La politica del consenso propone soluzioni semplici (nella migliore delle ipotesi) o dei veri e propri tappabuchi (nella peggiore), rispetto a problemi che definire “complessi” sarebbe ottimistico.

Ciò che scrivo non deve essere letto tanto come un attacco politico all’amministrazione Masci, quanto come una presa di coscienza individuale da parte di ognuno di noi.
Il Covid-19 ci ha messo a nudo di fronte ai nostri problemi ed alle nostre fragilità e, quando i problemi sono così importanti, tutti i nodi vengono rapidamente al pettine.

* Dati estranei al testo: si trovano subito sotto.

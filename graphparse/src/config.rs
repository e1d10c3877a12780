//! Parser configuration.

use serde::Deserialize;

use crate::content_type::DEFAULT_CONTENT_TYPE;

/// Settings shared by every parse call of a [`Parser`](crate::Parser)
///
/// Deserializes from TOML or JSON; missing fields take their defaults.
///
/// ```
/// use graphparse::ParserConfig;
///
/// let config: ParserConfig = serde_json::from_str(r#"{"record_provenance": false}"#).unwrap();
/// assert_eq!(config.default_content_type, "text/turtle");
/// assert!(!config.record_provenance);
/// ```
#[derive(Clone, Debug, Deserialize, PartialEq, Eq)]
#[serde(default)]
pub struct ParserConfig {
    /// Content type assumed when the caller gives none
    pub default_content_type: String,
    /// Write synchronously parsed statements with the document IRI as context
    pub record_provenance: bool,
}

impl Default for ParserConfig {
    fn default() -> Self {
        Self {
            default_content_type: DEFAULT_CONTENT_TYPE.to_string(),
            record_provenance: true,
        }
    }
}

impl ParserConfig {
    pub fn with_default_content_type(mut self, content_type: impl Into<String>) -> Self {
        self.default_content_type = content_type.into();
        self
    }

    pub fn with_provenance(mut self, record: bool) -> Self {
        self.record_provenance = record;
        self
    }
}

La classe dirigente non vuole affidarsi alla nostra responsabilità, più o meno forte a seconda degli individui, proprio perché abbiamo, da tempo immemore, barattato la nostra libertà con una velata parvenza di sicurezza. Siamo noi che votiamo chi ci governa: la politica è lo specchio del popolo.

In conclusione, vedrete comunque che i locali continueranno a vendere alcolici come se nulla fosse e le persone ad acquistarli. Tutto verrà svolto “sottobanco”, come ci insegna da sempre la storia del proibizionismo – sugli alcolici in tempi più remoti, sulle droghe in tempi più recenti.
Dopo aver venduto una soluzione pessima e rapida come la migliore soluzione possibile, allo Stato conviene far finta di non vedere ciò che ha combinato realmente, girandosi dall’altra parte. Dopotutto, ricordiamoci sempre che “la strada per l’inferno è lastricata di buone intenzioni”.